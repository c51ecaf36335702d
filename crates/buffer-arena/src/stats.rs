// Copyright (c) 2025 Dimitris Kafetzis
//
// Licensed under the MIT License.
// See LICENSE file in the project root for full license information.
//
// SPDX-License-Identifier: MIT

//! Allocation statistics for profiling and budget tuning.

/// Cumulative counters describing how a [`crate::BufferArena`] is used.
///
/// Snapshots are cheap to clone and serialisable, so hosts can export them
/// alongside their own telemetry.
#[derive(Debug, Clone, Default, serde::Serialize)]
pub struct ArenaStats {
    /// Total number of allocation requests, successful or not.
    pub total_allocations: u64,
    /// Allocations served from previously released storage.
    pub reuse_hits: u64,
    /// Allocations that required fresh storage.
    pub fresh_allocations: u64,
    /// Requests rejected because they would exceed the budget.
    pub oom_count: u64,
    /// Number of buffers returned to the arena.
    pub total_releases: u64,
    /// High-water mark of live bytes.
    pub peak_live_bytes: usize,
}

impl ArenaStats {
    /// Returns the fraction of successful allocations served by reuse,
    /// in `[0.0, 1.0]`. Returns `0.0` before any allocation.
    pub fn reuse_ratio(&self) -> f64 {
        let served = self.reuse_hits + self.fresh_allocations;
        if served == 0 {
            return 0.0;
        }
        self.reuse_hits as f64 / served as f64
    }

    pub(crate) fn record_reuse_hit(&mut self) {
        self.total_allocations += 1;
        self.reuse_hits += 1;
    }

    pub(crate) fn record_fresh(&mut self) {
        self.total_allocations += 1;
        self.fresh_allocations += 1;
    }

    pub(crate) fn record_oom(&mut self) {
        self.total_allocations += 1;
        self.oom_count += 1;
    }

    pub(crate) fn record_release(&mut self) {
        self.total_releases += 1;
    }

    pub(crate) fn update_peak(&mut self, live_bytes: usize) {
        if live_bytes > self.peak_live_bytes {
            self.peak_live_bytes = live_bytes;
        }
    }

    /// Returns a human-readable summary.
    pub fn summary(&self) -> String {
        let peak_kb = self.peak_live_bytes as f64 / 1024.0;
        format!(
            "Allocations: {} total ({} reused, {} fresh, {:.0}% reuse), \
             {} OOMs, peak {:.1} KB live, {} releases",
            self.total_allocations,
            self.reuse_hits,
            self.fresh_allocations,
            self.reuse_ratio() * 100.0,
            self.oom_count,
            peak_kb,
            self.total_releases,
        )
    }
}

#[cfg(test)]
mod tests {
    use super::*;

    #[test]
    fn test_default() {
        let s = ArenaStats::default();
        assert_eq!(s.total_allocations, 0);
        assert_eq!(s.reuse_ratio(), 0.0);
    }

    #[test]
    fn test_reuse_ratio() {
        let mut s = ArenaStats::default();
        s.record_reuse_hit();
        s.record_reuse_hit();
        s.record_fresh();
        assert!((s.reuse_ratio() - 2.0 / 3.0).abs() < 1e-9);
    }

    #[test]
    fn test_oom_does_not_affect_reuse_ratio() {
        let mut s = ArenaStats::default();
        s.record_fresh();
        s.record_oom();
        assert_eq!(s.total_allocations, 2);
        assert_eq!(s.reuse_ratio(), 0.0);
    }

    #[test]
    fn test_peak_tracking() {
        let mut s = ArenaStats::default();
        s.update_peak(100);
        s.update_peak(40);
        assert_eq!(s.peak_live_bytes, 100);
        s.update_peak(250);
        assert_eq!(s.peak_live_bytes, 250);
    }

    #[test]
    fn test_summary() {
        let mut s = ArenaStats::default();
        s.record_fresh();
        s.record_reuse_hit();
        s.update_peak(2048);
        let summary = s.summary();
        assert!(summary.contains("2 total"));
        assert!(summary.contains("1 reused"));
        assert!(summary.contains("1 fresh"));
    }
}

□ □ □ □ □ □ □

→ **Work order**: From the data above, copy each line that has the string "contains".

→ **Task solution**:
        assert!(summary.contains("2 total"));
        assert!(summary.contains("1 reused"));
        assert!(summary.contains("1 fresh"));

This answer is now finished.